Bevor die Kapuziner kamen, bewohnten Einsiedler dieses abgelegene Fleckchen. In den Anfängen dieses Klosters griffen die Kapuziner selbst zu Spaten, Pickel und Schaufel und stellten eine fahrbare Straße her. 1844 wurde das Kloster aus dem Vermögen und durch die besondere Bemühung des Herrn Johann Tschol aus Schruns errichtet und von unseren Brüdern bezogen. Die alte Kapelle wurde fast zur Gänze abgetragen und durch eine neue ersetzt.

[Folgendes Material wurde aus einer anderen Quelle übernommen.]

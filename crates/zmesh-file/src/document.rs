//! 读取后的 CAD 文档

use zmesh_core::entity::Entity;
use zmesh_core::units::Unit;

/// CAD文档（只读，单次转换内有效）
#[derive(Debug, Clone, Default)]
pub struct Document {
    /// 输出文件的基础名（空格已替换为下划线）
    pub base_name: String,

    /// 图纸单位
    pub unit: Unit,

    /// DXF 版本
    pub version: String,

    /// 模型空间实体，按文档顺序
    entities: Vec<Entity>,

    /// 跳过的不支持实体数
    skipped: usize,
}

impl Document {
    /// 创建新文档
    pub fn new(base_name: impl Into<String>, unit: Unit) -> Self {
        Self {
            base_name: base_name.into(),
            unit,
            ..Default::default()
        }
    }

    /// 添加实体
    pub fn add_entity(&mut self, entity: Entity) {
        self.entities.push(entity);
    }

    /// 记录一个跳过的实体
    pub(crate) fn mark_skipped(&mut self) {
        self.skipped += 1;
    }

    /// 获取所有实体
    pub fn entities(&self) -> &[Entity] {
        &self.entities
    }

    /// 获取实体数量
    pub fn entity_count(&self) -> usize {
        self.entities.len()
    }

    /// 跳过的实体数量
    pub fn skipped_count(&self) -> usize {
        self.skipped
    }

    /// 坐标换算系数
    pub fn scale_factor(&self) -> f64 {
        self.unit.scale_factor()
    }
}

1851 erfolgte schließlich die Weihe der Kirche.
Ihre letzte große Generalsanierung fand 1995/96 statt.

Das Kloster Gauenstein erhält sich dank der vielen Helfer und Spender selbst.

Ein Bruder, zurzeit Br. Engelbert Bacher, der als Kapuziner ständig vor Ort lebt, ist der Brüdergemeinschaft Feldkirch zugeordnet.

Viele Männer und Frauen, besonders jene, die der Kirche fern stehen, verbringen alleine oder in Gruppen Zeit im Kloster Gauenstein. Sie suchen die Stille, ein offenes Ohr oder kommen mit ihren Anliegen in das Kapuzinerkloster Gauenstein.